YOUR ASSIGNMENT => Search the entries for the word "windows" and pull out each line that has it.

GIVEN RECORDS =>

┌──

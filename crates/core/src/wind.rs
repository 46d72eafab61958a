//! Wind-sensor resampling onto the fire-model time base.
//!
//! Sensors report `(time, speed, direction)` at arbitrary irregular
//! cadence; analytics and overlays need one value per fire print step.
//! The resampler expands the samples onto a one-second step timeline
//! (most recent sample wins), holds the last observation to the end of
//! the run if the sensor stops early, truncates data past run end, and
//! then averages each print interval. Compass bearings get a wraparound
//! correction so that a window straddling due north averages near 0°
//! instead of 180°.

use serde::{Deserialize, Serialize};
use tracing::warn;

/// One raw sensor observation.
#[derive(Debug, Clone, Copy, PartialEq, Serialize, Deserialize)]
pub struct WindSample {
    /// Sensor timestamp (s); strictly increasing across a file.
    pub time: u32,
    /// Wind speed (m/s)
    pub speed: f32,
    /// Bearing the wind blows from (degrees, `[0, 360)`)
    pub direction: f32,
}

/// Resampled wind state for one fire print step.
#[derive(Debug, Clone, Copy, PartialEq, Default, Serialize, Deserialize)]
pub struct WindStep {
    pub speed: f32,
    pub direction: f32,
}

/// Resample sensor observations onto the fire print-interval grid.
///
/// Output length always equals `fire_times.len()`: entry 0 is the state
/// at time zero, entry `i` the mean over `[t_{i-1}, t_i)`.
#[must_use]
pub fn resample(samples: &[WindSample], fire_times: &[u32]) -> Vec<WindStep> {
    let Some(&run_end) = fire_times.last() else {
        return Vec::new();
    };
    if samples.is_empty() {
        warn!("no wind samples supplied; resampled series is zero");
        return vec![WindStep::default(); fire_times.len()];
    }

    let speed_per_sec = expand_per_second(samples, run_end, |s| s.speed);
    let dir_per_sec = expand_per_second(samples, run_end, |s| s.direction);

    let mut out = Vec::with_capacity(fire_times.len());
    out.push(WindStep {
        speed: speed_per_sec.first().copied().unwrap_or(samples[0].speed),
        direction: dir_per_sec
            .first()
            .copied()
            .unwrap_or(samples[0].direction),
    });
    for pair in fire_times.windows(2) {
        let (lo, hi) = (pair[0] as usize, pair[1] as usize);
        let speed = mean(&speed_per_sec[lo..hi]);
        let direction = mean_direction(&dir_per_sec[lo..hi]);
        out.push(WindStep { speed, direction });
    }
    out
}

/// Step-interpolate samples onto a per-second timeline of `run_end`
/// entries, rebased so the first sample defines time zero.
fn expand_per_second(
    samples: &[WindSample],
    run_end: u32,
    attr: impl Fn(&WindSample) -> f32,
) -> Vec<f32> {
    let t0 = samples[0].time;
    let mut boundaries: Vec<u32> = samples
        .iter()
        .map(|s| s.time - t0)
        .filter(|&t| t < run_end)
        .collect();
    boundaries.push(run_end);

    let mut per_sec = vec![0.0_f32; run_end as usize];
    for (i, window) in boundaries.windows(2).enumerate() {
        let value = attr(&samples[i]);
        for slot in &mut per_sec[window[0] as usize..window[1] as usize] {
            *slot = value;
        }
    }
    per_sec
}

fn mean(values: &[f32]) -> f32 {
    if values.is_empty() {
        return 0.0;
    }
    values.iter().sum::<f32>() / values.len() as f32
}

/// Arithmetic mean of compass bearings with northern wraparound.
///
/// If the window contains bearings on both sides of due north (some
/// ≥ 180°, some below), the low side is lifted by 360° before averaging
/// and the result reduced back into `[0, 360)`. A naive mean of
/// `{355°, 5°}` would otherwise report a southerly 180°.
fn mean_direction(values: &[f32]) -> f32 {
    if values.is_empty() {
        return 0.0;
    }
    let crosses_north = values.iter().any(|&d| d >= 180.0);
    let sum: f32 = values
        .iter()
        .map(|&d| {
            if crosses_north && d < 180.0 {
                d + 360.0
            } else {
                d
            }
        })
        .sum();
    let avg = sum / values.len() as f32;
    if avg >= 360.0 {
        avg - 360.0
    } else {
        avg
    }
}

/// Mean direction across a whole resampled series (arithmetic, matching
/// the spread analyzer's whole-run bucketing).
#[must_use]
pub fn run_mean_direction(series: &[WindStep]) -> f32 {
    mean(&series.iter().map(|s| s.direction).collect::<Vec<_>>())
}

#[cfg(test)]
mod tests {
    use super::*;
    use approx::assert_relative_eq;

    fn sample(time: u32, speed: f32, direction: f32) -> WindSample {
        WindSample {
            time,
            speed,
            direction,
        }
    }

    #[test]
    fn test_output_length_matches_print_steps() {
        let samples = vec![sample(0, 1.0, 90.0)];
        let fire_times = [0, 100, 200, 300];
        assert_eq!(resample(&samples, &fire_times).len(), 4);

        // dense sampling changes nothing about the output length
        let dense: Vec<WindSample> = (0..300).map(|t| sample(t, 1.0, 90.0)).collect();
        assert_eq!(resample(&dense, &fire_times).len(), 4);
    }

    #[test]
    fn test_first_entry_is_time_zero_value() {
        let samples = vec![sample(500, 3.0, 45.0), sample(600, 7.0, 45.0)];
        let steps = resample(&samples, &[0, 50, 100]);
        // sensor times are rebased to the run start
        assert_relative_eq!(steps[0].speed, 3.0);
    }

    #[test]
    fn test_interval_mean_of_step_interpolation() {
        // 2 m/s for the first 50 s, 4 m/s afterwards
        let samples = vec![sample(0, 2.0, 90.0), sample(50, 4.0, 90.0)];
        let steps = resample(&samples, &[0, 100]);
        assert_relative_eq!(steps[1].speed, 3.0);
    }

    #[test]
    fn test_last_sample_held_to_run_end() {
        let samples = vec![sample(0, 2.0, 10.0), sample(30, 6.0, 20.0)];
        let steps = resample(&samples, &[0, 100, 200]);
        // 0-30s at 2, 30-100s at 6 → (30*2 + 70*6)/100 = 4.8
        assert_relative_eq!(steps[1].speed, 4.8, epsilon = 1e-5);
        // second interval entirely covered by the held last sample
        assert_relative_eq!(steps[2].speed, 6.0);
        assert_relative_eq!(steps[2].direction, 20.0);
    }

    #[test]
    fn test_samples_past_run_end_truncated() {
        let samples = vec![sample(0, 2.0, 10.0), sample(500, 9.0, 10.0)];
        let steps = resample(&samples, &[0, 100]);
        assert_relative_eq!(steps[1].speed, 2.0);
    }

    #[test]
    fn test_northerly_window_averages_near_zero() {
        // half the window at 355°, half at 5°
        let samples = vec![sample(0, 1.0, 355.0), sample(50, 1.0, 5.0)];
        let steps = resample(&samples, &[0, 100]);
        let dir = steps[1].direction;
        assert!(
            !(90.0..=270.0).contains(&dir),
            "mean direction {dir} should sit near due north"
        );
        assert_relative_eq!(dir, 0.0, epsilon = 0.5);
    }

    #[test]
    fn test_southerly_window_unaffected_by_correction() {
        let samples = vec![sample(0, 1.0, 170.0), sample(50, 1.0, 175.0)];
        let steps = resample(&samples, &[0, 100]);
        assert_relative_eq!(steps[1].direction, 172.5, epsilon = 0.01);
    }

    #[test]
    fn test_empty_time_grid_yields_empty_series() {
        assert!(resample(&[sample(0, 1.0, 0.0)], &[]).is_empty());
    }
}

└──

RESULT =>
    for pair in fire_times.windows(2) {
    for (i, window) in boundaries.windows(2).enumerate() {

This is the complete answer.